Saved data entries
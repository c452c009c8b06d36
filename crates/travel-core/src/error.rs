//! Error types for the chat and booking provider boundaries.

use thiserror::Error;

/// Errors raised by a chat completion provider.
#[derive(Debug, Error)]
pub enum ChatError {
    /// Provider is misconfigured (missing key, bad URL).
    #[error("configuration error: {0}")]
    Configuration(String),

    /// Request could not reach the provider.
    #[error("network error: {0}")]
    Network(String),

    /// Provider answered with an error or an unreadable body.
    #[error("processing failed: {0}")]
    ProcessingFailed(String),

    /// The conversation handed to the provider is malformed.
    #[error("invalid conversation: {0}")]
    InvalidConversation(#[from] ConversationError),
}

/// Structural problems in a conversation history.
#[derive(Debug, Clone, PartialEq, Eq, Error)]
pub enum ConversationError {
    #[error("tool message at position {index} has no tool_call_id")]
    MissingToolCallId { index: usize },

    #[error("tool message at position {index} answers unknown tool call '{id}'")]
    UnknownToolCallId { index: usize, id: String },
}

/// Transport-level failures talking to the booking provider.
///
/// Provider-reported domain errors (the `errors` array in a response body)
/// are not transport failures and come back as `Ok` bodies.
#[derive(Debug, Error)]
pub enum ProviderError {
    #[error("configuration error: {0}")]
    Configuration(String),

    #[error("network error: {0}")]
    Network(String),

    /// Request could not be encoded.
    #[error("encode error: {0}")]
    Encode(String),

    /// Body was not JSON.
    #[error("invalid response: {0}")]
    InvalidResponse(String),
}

==

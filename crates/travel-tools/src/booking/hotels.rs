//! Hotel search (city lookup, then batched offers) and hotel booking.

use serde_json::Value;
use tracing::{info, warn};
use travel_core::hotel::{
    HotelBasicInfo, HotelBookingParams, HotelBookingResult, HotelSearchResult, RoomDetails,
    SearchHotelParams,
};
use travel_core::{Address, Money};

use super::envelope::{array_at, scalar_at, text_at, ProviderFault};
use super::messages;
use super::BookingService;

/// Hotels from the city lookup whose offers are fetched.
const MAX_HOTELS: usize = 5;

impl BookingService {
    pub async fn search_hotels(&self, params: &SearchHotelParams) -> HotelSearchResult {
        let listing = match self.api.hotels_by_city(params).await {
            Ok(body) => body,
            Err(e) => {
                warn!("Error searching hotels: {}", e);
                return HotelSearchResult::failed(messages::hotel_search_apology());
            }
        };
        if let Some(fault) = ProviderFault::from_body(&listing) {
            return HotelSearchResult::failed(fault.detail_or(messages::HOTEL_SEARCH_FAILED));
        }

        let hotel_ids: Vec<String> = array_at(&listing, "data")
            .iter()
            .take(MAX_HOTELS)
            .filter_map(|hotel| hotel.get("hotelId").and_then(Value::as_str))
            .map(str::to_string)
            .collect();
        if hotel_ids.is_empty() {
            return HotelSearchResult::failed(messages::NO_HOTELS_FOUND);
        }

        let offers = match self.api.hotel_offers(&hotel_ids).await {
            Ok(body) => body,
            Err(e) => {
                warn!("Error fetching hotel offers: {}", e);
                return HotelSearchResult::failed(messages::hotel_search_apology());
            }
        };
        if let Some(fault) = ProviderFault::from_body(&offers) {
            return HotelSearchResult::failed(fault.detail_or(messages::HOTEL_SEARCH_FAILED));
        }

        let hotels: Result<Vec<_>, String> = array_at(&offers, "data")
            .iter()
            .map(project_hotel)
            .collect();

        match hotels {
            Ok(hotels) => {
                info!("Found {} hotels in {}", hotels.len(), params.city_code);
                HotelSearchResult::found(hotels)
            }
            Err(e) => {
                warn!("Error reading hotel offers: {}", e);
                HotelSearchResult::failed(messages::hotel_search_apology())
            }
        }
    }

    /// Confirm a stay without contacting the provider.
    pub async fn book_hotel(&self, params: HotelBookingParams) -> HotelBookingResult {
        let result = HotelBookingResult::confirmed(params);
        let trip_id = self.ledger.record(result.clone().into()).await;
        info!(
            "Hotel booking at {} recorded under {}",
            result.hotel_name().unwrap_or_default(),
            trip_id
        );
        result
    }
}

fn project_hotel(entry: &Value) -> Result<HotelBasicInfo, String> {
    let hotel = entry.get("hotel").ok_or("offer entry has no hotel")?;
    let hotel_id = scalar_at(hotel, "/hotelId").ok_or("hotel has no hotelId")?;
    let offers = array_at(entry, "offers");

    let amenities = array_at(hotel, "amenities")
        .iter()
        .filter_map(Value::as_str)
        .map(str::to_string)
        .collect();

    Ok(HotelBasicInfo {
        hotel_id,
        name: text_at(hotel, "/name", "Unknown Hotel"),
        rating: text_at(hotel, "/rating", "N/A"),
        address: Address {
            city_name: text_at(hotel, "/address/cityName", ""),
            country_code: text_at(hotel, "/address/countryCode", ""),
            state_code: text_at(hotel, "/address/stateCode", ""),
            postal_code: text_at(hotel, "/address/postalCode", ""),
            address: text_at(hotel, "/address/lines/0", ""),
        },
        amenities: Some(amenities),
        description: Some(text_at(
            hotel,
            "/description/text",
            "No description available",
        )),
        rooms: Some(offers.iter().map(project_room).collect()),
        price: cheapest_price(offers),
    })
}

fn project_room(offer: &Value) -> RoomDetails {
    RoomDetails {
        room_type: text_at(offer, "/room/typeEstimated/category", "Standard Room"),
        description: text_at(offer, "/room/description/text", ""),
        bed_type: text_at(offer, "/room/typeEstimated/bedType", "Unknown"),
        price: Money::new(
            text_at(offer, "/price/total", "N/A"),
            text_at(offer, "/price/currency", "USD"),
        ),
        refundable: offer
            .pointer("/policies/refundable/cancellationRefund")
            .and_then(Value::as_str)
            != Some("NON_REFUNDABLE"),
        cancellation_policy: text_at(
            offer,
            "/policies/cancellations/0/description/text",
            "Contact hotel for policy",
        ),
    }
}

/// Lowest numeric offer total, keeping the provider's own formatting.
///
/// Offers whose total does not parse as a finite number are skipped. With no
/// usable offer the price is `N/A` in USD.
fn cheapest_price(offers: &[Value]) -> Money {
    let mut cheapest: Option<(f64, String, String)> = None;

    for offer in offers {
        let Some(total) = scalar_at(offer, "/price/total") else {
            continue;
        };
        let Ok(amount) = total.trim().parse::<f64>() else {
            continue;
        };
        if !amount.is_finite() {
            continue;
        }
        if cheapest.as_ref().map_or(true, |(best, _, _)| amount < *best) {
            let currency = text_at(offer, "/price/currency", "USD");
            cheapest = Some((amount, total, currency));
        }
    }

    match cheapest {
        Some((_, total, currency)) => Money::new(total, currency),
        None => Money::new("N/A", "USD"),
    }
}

Assignment:
Reply with the number of lines above in which the word "filename" appears, and with nothing else.

Answer to this exercise:
2